The open enrollment period for these exchanges begins on October 1, 2013. There have already been some predictions that there will be “bugs and glitches,” to quote President Obama, during this process. IT professionals are already voicing concerns regarding the ability to handle the amount of traffic anticipated on the first day of the rollout. However, no one is talking about ensuring that consumers actually know and understand where to go in the first place.

There is huge potential for misinformation and misunderstanding with this new insurance exchange program. Consumers will now be mandated (or face a penalty come tax time) to purchase health insurance if they don’t have existing coverage. The official website, www.healthcare.gov will be used by the majority of the states. But 17 states have opted to manage their own unique exchange with a different URL. This has the potential to cause much confusion for consumers. While it may appear that this information would easily be located via an internet search, our experience was that the official website was not easy to locate. In fact, when we searched for “health insurance exchange official websites” (rather than “website”) the websites for the 17 states that have their own unique URLs appeared, but www.healthcare.gov did not appear on the first page.

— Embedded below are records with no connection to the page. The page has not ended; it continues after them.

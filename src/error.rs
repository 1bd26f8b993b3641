use thiserror::Error;

#[derive(Debug, Error)]
pub enum PlanError {
    #[error(
        "not enough suitable foods for a full day plan: only {found} candidate(s) survive the \
         profile's allergen/dietary/prep/budget filters, need at least 4"
    )]
    InsufficientCandidates { found: usize },

    #[error("JSON error: {0}")]
    Json(#[from] serde_json::Error),

    #[error("Prompt error: {0}")]
    Prompt(#[from] dialoguer::Error),

    #[error("CSV error: {0}")]
    Csv(#[from] csv::Error),
}

pub type Result<T> = std::result::Result<T, PlanError>;
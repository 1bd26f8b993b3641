use clap::{Parser, Subcommand};

/// MealDraft — turns a free-text dietary profile into an annotated day plan.
#[derive(Parser, Debug)]
#[command(name = "mealdraft")]
#[command(author, version, about, long_about = None)]
pub struct Cli {
    #[command(subcommand)]
    pub command: Option<Command>,

    /// Path to the food catalog CSV file.
    #[arg(short, long, default_value = "data/foods.csv")]
    pub catalog: String,
}

#[derive(Subcommand, Debug)]
pub enum Command {
    /// Generate a day plan from a dietary profile.
    Plan {
        /// Free-text profile. Prompts interactively when omitted.
        #[arg(short, long)]
        profile: Option<String>,

        /// Seed for the meal-variety randomness, for reproducible plans.
        #[arg(long)]
        seed: Option<u64>,

        /// Emit the plan as JSON instead of the interactive view.
        #[arg(long)]
        json: bool,
    },

    /// List the catalog, or look up one food by (fuzzy) name.
    Foods {
        /// Food name to look up.
        query: Option<String>,
    },
}

impl Default for Command {
    fn default() -> Self {
        Command::Plan {
            profile: None,
            seed: None,
            json: false,
        }
    }
}
use rand::Rng;

use crate::error::Result;
use crate::models::{DayPlan, DietTag, Food, PreferenceProfile};
use crate::planner::assemble;

/// Profile mutation triggered by a substitution request.
#[derive(Debug, Clone, Copy, PartialEq, Eq)]
pub enum SubstitutionAction {
    EnableLowCarb,
    EnableHighProtein,
    AddVegetarian,
    QuickPrep,
    LowBudget,
}

/// Trigger table, evaluated in order; only the first matching rule fires.
pub const SUBSTITUTION_RULES: &[(&[&str], SubstitutionAction)] = &[
    (&["lower carb", "low carb"], SubstitutionAction::EnableLowCarb),
    (&["higher protein", "high protein"], SubstitutionAction::EnableHighProtein),
    (&["vegetarian", "veggie"], SubstitutionAction::AddVegetarian),
    (&["quick", "fast"], SubstitutionAction::QuickPrep),
    (&["cheap", "budget"], SubstitutionAction::LowBudget),
];

/// Match a free-text request against the trigger table.
pub fn match_request(request: &str) -> Option<SubstitutionAction> {
    let text = request.to_lowercase();
    SUBSTITUTION_RULES
        .iter()
        .find(|(patterns, _)| patterns.iter().any(|p| text.contains(p)))
        .map(|(_, action)| *action)
}

/// Apply an action to a copy of the profile.
pub fn apply_action(profile: &PreferenceProfile, action: SubstitutionAction) -> PreferenceProfile {
    let mut modified = profile.clone();
    match action {
        SubstitutionAction::EnableLowCarb => modified.macro_preferences.low_carb = true,
        SubstitutionAction::EnableHighProtein => modified.macro_preferences.high_protein = true,
        SubstitutionAction::AddVegetarian => modified.dietary_preferences.push(DietTag::Vegetarian),
        SubstitutionAction::QuickPrep => modified.prep_time_limit = 15,
        SubstitutionAction::LowBudget => {
            modified.budget_preference = crate::models::BudgetPreference::Low
        }
    }
    modified
}

/// Rework an existing plan from a free-text modification request.
///
/// On a match the original plan's profile is copied, mutated, and fed back
/// through full assembly, so any of the four meals may change, not just the
/// attribute the request implies. An unrecognized request yields `None`;
/// the caller keeps the original plan (a no-op, not an error).
pub fn substitute(
    catalog: &[Food],
    plan: &DayPlan,
    request: &str,
    rng: &mut impl Rng,
) -> Result<Option<DayPlan>> {
    match match_request(request) {
        Some(action) => {
            let modified = apply_action(&plan.profile_used, action);
            assemble(catalog, &modified, rng).map(Some)
        }
        None => Ok(None),
    }
}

From our experience with scams and fake websites, we believe it would be extremely easy for scammers to create multiple websites that will trick consumers into thinking that it is either the federal health exchange website or one of the alternative state websites. Without known and reliable sources, there exists a great opportunity for gaming of the Internet search engines to attract consumers to websites intent on harming them by eliciting the fraudulent collection of personal identifying information (PII). There is a need to present factual information about which websites represent the accredited websites for the new insurance exchanges.

While there is a comprehensive list of insurance exchange websites on www.healthcare.gov, we are concerned that consumers may not find their way there in the first place. Already our searches indicate that there are organizations using keywords such as “Obamacare” and “Health insurance exchange” in the paid advertising section that are not the official insurance exchange websites. While these websites may not be scams, our concern is that it will only be a matter of time before imposter websites intent on real consumer harm surface.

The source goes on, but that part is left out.